El Parlamento de Venezuela, dominado por el oficialismo, inició este viernes el primer período de sesiones de 2007, en el cual el presidente Hugo Chávez, que renueva su entorno, tratará de reformar la Constitución, para entre otras cosas garantizar su reelección indefinida.
“Los tres grandes temas de la agenda política de Venezuela serán la discusión sobre el socialismo, la conformación del partido unido y la reforma constitucional”, dijo en la tribuna Francisco Ameliach, ex jefe de campaña de Chávez.
Ameliach habló en nombre del Partido V República, el partido de Chávez, “en vías de disolución” hacia un Partido Socialista Unificado de Venezuela, y propuso que se forme un “Bloque parlamentario unido de Venezuela”.
El retiro de la oposición de las elecciones de diciembre de 2005 entregó completamente el Congreso de 167 miembros al oficialismo chavista.
El parlamento tiene “un solo liderazgo”, el líder indiscutible es Hugo Chávez, dijo el líder oficialista y militar retirado.

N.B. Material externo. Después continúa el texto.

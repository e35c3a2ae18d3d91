//! Directory traversal primitives.
//!
//! The heart of this module is [`DirectoryIterator`], a lazy, single-pass
//! walk over a directory tree driven by an explicit frame stack: one frame
//! per directory holding its open [`std::fs::ReadDir`] cursor. Descent
//! pushes a frame, exhaustion pops one, and the walk ends when the stack
//! empties.
//!
//! Symlink following is strict: when enabled, a link that cannot be
//! resolved aborts the entire traversal rather than being skipped.
//! Directory-read failures likewise propagate unmodified.
//!
//! ```no_run
//! use adze::walk::DirectoryIterator;
//!
//! for entry in DirectoryIterator::new("src").recursive(true) {
//!     println!("{}", entry?.display());
//! }
//! # Ok::<(), adze::walk::WalkError>(())
//! ```

use std::fs::{self, ReadDir};
use std::io;
use std::path::{Path, PathBuf};
use thiserror::Error;

#[derive(Debug, Error)]
pub enum WalkError {
    /// Directory unreadable, file unreadable, permissions, etc.
    #[error("cannot access {}", path.display())]
    Access {
        path: PathBuf,
        #[source]
        source: io::Error,
    },

    /// Strict symlink resolution failed mid-walk.
    #[error("cannot resolve symlink {}", path.display())]
    SymlinkResolution {
        path: PathBuf,
        #[source]
        source: io::Error,
    },

    /// Path is neither a regular file nor a directory.
    #[error("{} is neither a file nor a directory", path.display())]
    InvalidFileType { path: PathBuf },
}

/// One level of in-progress traversal: a directory path paired with its
/// open child cursor. Child paths are formed by joining onto `path`, so
/// yielded entries stay relative to whatever the walk was rooted at.
struct Frame {
    path: PathBuf,
    entries: ReadDir,
}

/// Lazy iterator over the entries of a directory tree.
///
/// Yields every file and directory beneath the root (directories are
/// yielded as entries *and* descended into when `recursive` is set).
/// Single-pass and non-restartable; after yielding an error the iterator
/// is exhausted.
pub struct DirectoryIterator<'a> {
    root: PathBuf,
    recursive: bool,
    follow_symlinks: bool,
    ignore: Option<Box<dyn FnMut(&Path) -> bool + 'a>>,
    stack: Vec<Frame>,
    started: bool,
}

impl<'a> DirectoryIterator<'a> {
    pub fn new(path: impl Into<PathBuf>) -> Self {
        Self {
            root: path.into(),
            recursive: false,
            follow_symlinks: false,
            ignore: None,
            stack: Vec::new(),
            started: false,
        }
    }

    /// Descend into subdirectories. Off by default.
    pub fn recursive(mut self, yes: bool) -> Self {
        self.recursive = yes;
        self
    }

    /// Resolve symlinks and descend into their targets. Off by default.
    /// Only meaningful together with [`recursive`](Self::recursive).
    pub fn follow_symlinks(mut self, yes: bool) -> Self {
        self.follow_symlinks = yes;
        self
    }

    /// Skip entries the predicate matches. Ignored directories are not
    /// descended into.
    pub fn ignore<F>(mut self, predicate: F) -> Self
    where
        F: FnMut(&Path) -> bool + 'a,
    {
        self.ignore = Some(Box::new(predicate));
        self
    }

    fn push(&mut self, path: PathBuf) -> Result<(), WalkError> {
        let entries = fs::read_dir(&path).map_err(|source| WalkError::Access {
            path: path.clone(),
            source,
        })?;
        self.stack.push(Frame { path, entries });
        Ok(())
    }

    fn advance(&mut self) -> Option<Result<PathBuf, WalkError>> {
        loop {
            let frame = self.stack.last_mut()?;
            let entry = match frame.entries.next() {
                Some(Ok(entry)) => entry,
                Some(Err(source)) => {
                    let path = frame.path.clone();
                    self.stack.clear();
                    return Some(Err(WalkError::Access { path, source }));
                }
                None => {
                    self.stack.pop();
                    continue;
                }
            };

            // `DirEntry::path` is the frame path joined with the child name.
            let candidate = entry.path();

            if let Some(ignore) = self.ignore.as_mut()
                && ignore(&candidate)
            {
                continue;
            }

            if self.recursive {
                let is_symlink = candidate
                    .symlink_metadata()
                    .map(|m| m.file_type().is_symlink())
                    .unwrap_or(false);

                if self.follow_symlinks && is_symlink {
                    // Strict resolution: a dangling link kills the walk.
                    let target = match candidate.canonicalize() {
                        Ok(target) => target,
                        Err(source) => {
                            self.stack.clear();
                            return Some(Err(WalkError::SymlinkResolution {
                                path: candidate,
                                source,
                            }));
                        }
                    };
                    if let Err(e) = self.push(target) {
                        self.stack.clear();
                        return Some(Err(e));
                    }
                } else if candidate.is_dir() {
                    if let Err(e) = self.push(candidate.clone()) {
                        self.stack.clear();
                        return Some(Err(e));
                    }
                }
            }

            return Some(Ok(candidate));
        }
    }
}

impl<'a> Iterator for DirectoryIterator<'a> {
    type Item = Result<PathBuf, WalkError>;

    fn next(&mut self) -> Option<Self::Item> {
        if !self.started {
            self.started = true;
            let root = self.root.clone();
            if let Err(e) = self.push(root) {
                return Some(Err(e));
            }
        }
        self.advance()
    }
}

/// Materialize a full traversal into a `Vec`.
pub fn list_children(
    path: impl AsRef<Path>,
    recursive: bool,
    follow_symlinks: bool,
) -> Result<Vec<PathBuf>, WalkError> {
    DirectoryIterator::new(path.as_ref())
        .recursive(recursive)
        .follow_symlinks(follow_symlinks)
        .collect()
}

/// Materialize only the entries the filter accepts.
pub fn filter_children<F>(
    path: impl AsRef<Path>,
    recursive: bool,
    follow_symlinks: bool,
    mut filter: F,
) -> Result<Vec<PathBuf>, WalkError>
where
    F: FnMut(&Path) -> bool,
{
    let mut out = Vec::new();
    for entry in DirectoryIterator::new(path.as_ref())
        .recursive(recursive)
        .follow_symlinks(follow_symlinks)
    {
        let entry = entry?;
        if filter(&entry) {
            out.push(entry);
        }
    }
    Ok(out)
}

/// Count the immediate children of a directory without materializing paths.
pub fn count_directory_contents(path: impl AsRef<Path>) -> Result<usize, WalkError> {
    let path = path.as_ref();
    let entries = fs::read_dir(path).map_err(|source| WalkError::Access {
        path: path.to_path_buf(),
        source,
    })?;
    let mut n = 0;
    for entry in entries {
        entry.map_err(|source| WalkError::Access {
            path: path.to_path_buf(),
            source,
        })?;
        n += 1;
    }
    Ok(n)
}

/// A directory is empty when it has no children; a file is empty at size
/// zero. Anything else is an [`WalkError::InvalidFileType`].
pub fn is_empty(path: impl AsRef<Path>) -> Result<bool, WalkError> {
    let path = path.as_ref();
    if path.is_dir() {
        let mut entries = fs::read_dir(path).map_err(|source| WalkError::Access {
            path: path.to_path_buf(),
            source,
        })?;
        Ok(entries.next().is_none())
    } else if path.is_file() {
        let meta = path.metadata().map_err(|source| WalkError::Access {
            path: path.to_path_buf(),
            source,
        })?;
        Ok(meta.len() == 0)
    } else {
        Err(WalkError::InvalidFileType {
            path: path.to_path_buf(),
        })
    }
}

#[cfg(test)]
mod tests {
    use super::*;
    use std::fs;

    fn touch(path: &Path) {
        fs::write(path, b"").unwrap();
    }

    /// a/, a/one.txt, a/b/, a/b/two.txt, three.txt
    fn build_tree(root: &Path) {
        fs::create_dir_all(root.join("a").join("b")).unwrap();
        touch(&root.join("a").join("one.txt"));
        touch(&root.join("a").join("b").join("two.txt"));
        touch(&root.join("three.txt"));
    }

    fn sorted(mut paths: Vec<PathBuf>) -> Vec<PathBuf> {
        paths.sort();
        paths
    }

    #[test]
    fn flat_listing_returns_immediate_entries() {
        let dir = tempfile::tempdir().unwrap();
        build_tree(dir.path());

        let children = sorted(list_children(dir.path(), false, false).unwrap());
        assert_eq!(
            children,
            vec![dir.path().join("a"), dir.path().join("three.txt")]
        );
    }

    #[test]
    fn recursive_listing_visits_every_entry_once() {
        let dir = tempfile::tempdir().unwrap();
        build_tree(dir.path());

        let children = sorted(list_children(dir.path(), true, false).unwrap());
        assert_eq!(
            children,
            vec![
                dir.path().join("a"),
                dir.path().join("a").join("b"),
                dir.path().join("a").join("b").join("two.txt"),
                dir.path().join("a").join("one.txt"),
                dir.path().join("three.txt"),
            ]
        );
        for child in &children {
            assert!(child.exists(), "{} should exist", child.display());
        }
    }

    #[test]
    fn ignore_everything_yields_nothing() {
        let dir = tempfile::tempdir().unwrap();
        build_tree(dir.path());

        let walked: Result<Vec<_>, _> = DirectoryIterator::new(dir.path())
            .recursive(true)
            .ignore(|_| true)
            .collect();
        assert!(walked.unwrap().is_empty());
    }

    #[test]
    fn ignored_directories_are_not_descended() {
        let dir = tempfile::tempdir().unwrap();
        build_tree(dir.path());

        let walked: Vec<PathBuf> = DirectoryIterator::new(dir.path())
            .recursive(true)
            .ignore(|p| p.file_name().is_some_and(|n| n == "b"))
            .collect::<Result<_, _>>()
            .unwrap();
        assert!(!walked.iter().any(|p| p.ends_with("two.txt")));
        assert!(walked.iter().any(|p| p.ends_with("one.txt")));
    }

    #[test]
    fn non_recursive_does_not_descend() {
        let dir = tempfile::tempdir().unwrap();
        build_tree(dir.path());

        let children = list_children(dir.path(), false, false).unwrap();
        assert_eq!(children.len(), 2);
    }

    #[test]
    fn missing_root_propagates_access_error() {
        let dir = tempfile::tempdir().unwrap();
        let result = list_children(dir.path().join("nope"), true, false);
        assert!(matches!(result, Err(WalkError::Access { .. })));
    }

    #[test]
    fn filter_children_applies_predicate() {
        let dir = tempfile::tempdir().unwrap();
        build_tree(dir.path());

        let txt = filter_children(dir.path(), true, false, |p| {
            p.extension().is_some_and(|e| e == "txt")
        })
        .unwrap();
        assert_eq!(txt.len(), 3);
    }

    #[test]
    fn count_directory_contents_is_non_recursive() {
        let dir = tempfile::tempdir().unwrap();
        build_tree(dir.path());

        assert_eq!(count_directory_contents(dir.path()).unwrap(), 2);
        assert_eq!(count_directory_contents(dir.path().join("a")).unwrap(), 2);
    }

    #[test]
    fn is_empty_classifies_files_and_dirs() {
        let dir = tempfile::tempdir().unwrap();
        let empty_dir = dir.path().join("empty");
        fs::create_dir(&empty_dir).unwrap();
        let empty_file = dir.path().join("empty.txt");
        touch(&empty_file);
        let full_file = dir.path().join("full.txt");
        fs::write(&full_file, b"data").unwrap();

        assert!(is_empty(&empty_dir).unwrap());
        assert!(is_empty(&empty_file).unwrap());
        assert!(!is_empty(&full_file).unwrap());
        assert!(!is_empty(dir.path()).unwrap());
        assert!(matches!(
            is_empty(dir.path().join("missing")),
            Err(WalkError::InvalidFileType { .. })
        ));
    }

    #[cfg(unix)]
    mod symlinks {
        use super::*;
        use std::os::unix::fs::symlink;

        #[test]
        fn dangling_symlink_aborts_when_following() {
            let dir = tempfile::tempdir().unwrap();
            build_tree(dir.path());
            symlink(dir.path().join("gone"), dir.path().join("a").join("dangling")).unwrap();

            let result = list_children(dir.path(), true, true);
            assert!(matches!(result, Err(WalkError::SymlinkResolution { .. })));
        }

        #[test]
        fn dangling_symlink_is_listed_when_not_following() {
            let dir = tempfile::tempdir().unwrap();
            build_tree(dir.path());
            symlink(dir.path().join("gone"), dir.path().join("dangling")).unwrap();

            let children = list_children(dir.path(), true, false).unwrap();
            assert!(children.iter().any(|p| p.ends_with("dangling")));
        }

        #[test]
        fn followed_symlink_descends_into_target() {
            let dir = tempfile::tempdir().unwrap();
            build_tree(dir.path());
            let other = tempfile::tempdir().unwrap();
            fs::write(other.path().join("inner.txt"), b"x").unwrap();
            symlink(other.path(), dir.path().join("linked")).unwrap();

            let children = list_children(dir.path(), true, true).unwrap();
            assert!(children.iter().any(|p| p.ends_with("inner.txt")));
        }
    }
}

Afirmó también que una de las “directrices” de Chávez es que su partido “sea electo por las bases”, y para ello se utilizará la plataforma de escuadras, pelotones y batallones del llamado Comando Miranda, que realizó la campaña en las elecciones que Chávez ganó con 63 por ciento de los votos válidos.
La Asamblea ratificó la directiva del Poder Legislativo, con Cilia Flores como presidenta, una abogada y defensora de militares y civiles después del golpe de Hugo Chávez en 1992. Flores, quien reemplazó en el cargo a su esposo Nicolás Maduro cuando fue nombrado canciller en agosto, prestó juramento vestida de rojo, el color del chavismo.
Oscar Figuera, diputado del Partido Comunista, pronunció el primer discurso en el pleno, durante el cual planteó el llamado “parlamentarismo social de calle”, mediante los Consejos Comunales en una democracia “participativa para transformar la sociedad capitalista y abrir rumbo a la sociedad socialista”.